▶ **Problem requirements**
Report every line from the following entries that contains the string "base".
:: Input records ::
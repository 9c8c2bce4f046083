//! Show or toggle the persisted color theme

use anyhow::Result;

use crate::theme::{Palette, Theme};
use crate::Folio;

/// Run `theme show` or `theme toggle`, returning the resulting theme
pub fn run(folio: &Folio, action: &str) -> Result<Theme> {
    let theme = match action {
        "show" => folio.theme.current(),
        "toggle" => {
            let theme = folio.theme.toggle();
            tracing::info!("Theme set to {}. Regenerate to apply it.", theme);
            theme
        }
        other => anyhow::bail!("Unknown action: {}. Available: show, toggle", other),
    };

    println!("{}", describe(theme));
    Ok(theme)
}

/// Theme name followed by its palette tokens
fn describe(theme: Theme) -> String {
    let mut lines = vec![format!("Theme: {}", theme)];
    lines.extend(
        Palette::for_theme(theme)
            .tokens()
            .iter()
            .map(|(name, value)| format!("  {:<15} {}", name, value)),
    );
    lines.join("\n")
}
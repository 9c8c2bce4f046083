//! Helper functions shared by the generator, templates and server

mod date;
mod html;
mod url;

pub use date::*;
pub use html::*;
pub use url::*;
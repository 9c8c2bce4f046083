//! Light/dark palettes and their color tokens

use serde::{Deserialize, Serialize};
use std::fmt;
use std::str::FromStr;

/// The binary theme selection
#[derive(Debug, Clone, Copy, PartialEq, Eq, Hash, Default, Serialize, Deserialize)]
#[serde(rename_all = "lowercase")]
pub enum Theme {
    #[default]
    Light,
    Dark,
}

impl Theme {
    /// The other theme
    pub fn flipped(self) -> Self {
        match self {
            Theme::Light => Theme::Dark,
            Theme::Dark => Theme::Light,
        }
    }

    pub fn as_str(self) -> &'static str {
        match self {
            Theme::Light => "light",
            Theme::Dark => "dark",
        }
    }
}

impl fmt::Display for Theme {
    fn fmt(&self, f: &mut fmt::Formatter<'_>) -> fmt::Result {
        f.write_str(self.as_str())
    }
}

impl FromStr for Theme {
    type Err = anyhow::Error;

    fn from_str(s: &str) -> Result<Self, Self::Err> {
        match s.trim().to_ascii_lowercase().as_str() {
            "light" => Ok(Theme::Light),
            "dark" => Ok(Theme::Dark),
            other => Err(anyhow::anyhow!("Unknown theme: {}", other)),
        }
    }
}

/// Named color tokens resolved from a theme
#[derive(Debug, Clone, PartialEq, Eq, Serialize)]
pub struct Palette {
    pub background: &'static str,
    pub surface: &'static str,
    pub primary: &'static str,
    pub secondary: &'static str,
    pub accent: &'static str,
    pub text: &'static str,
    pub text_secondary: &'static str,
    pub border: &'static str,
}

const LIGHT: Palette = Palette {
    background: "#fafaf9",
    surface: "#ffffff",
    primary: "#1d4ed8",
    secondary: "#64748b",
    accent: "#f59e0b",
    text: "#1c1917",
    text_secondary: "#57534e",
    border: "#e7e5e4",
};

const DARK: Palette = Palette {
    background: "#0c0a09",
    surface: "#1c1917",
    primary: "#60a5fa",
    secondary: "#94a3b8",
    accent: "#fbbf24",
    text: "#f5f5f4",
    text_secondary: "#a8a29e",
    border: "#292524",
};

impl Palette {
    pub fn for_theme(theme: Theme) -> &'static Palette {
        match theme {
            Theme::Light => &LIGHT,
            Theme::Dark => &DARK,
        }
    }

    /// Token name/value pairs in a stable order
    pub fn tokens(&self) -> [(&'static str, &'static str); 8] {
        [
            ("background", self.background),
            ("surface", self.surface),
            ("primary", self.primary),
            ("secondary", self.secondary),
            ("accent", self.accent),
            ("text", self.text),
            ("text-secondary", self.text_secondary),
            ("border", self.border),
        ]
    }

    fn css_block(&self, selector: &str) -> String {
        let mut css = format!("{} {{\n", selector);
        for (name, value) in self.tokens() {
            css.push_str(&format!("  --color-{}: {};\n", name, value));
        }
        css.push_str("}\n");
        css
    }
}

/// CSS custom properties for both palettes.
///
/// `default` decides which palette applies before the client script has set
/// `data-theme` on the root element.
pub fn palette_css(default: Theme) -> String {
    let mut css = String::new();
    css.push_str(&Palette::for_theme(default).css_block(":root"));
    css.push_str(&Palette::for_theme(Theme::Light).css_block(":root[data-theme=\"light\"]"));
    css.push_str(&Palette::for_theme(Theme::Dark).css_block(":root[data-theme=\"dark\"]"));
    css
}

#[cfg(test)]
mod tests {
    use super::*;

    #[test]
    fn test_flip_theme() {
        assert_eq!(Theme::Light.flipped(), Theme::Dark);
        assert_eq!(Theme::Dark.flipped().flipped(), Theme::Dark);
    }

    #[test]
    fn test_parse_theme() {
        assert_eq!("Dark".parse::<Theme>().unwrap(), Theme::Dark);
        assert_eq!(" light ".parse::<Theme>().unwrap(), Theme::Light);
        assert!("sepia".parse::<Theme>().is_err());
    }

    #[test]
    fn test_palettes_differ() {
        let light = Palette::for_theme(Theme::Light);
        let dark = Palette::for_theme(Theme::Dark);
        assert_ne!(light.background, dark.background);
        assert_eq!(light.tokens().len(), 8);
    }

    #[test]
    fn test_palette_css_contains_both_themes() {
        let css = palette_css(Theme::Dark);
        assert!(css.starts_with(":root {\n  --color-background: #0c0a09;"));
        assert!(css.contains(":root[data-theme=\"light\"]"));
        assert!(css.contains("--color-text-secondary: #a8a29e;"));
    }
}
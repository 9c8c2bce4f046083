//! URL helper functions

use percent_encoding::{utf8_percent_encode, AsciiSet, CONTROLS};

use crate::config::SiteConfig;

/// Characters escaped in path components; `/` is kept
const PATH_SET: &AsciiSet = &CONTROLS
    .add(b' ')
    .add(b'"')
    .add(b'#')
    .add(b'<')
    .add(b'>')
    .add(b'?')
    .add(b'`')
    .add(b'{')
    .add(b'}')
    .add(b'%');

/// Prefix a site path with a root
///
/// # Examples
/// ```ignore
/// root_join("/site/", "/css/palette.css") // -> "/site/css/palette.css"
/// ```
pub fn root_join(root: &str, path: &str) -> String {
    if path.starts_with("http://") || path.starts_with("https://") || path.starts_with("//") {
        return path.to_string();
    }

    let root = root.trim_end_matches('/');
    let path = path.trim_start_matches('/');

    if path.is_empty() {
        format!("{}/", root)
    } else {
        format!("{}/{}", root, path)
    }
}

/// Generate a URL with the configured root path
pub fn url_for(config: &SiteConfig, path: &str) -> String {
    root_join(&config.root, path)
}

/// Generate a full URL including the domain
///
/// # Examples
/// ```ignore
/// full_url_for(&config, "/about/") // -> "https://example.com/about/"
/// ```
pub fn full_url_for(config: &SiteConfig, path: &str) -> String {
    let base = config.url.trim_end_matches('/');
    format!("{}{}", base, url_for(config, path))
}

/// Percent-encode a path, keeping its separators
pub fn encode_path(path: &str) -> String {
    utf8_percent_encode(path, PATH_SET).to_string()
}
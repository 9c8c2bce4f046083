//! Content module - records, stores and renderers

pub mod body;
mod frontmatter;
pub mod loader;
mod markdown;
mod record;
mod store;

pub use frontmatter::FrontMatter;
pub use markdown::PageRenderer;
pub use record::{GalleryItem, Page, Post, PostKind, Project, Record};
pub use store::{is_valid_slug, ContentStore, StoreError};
:::
▶ **Reply to the exercise**
    let base = config.url.trim_end_matches('/');
    format!("{}{}", base, url_for(config, path))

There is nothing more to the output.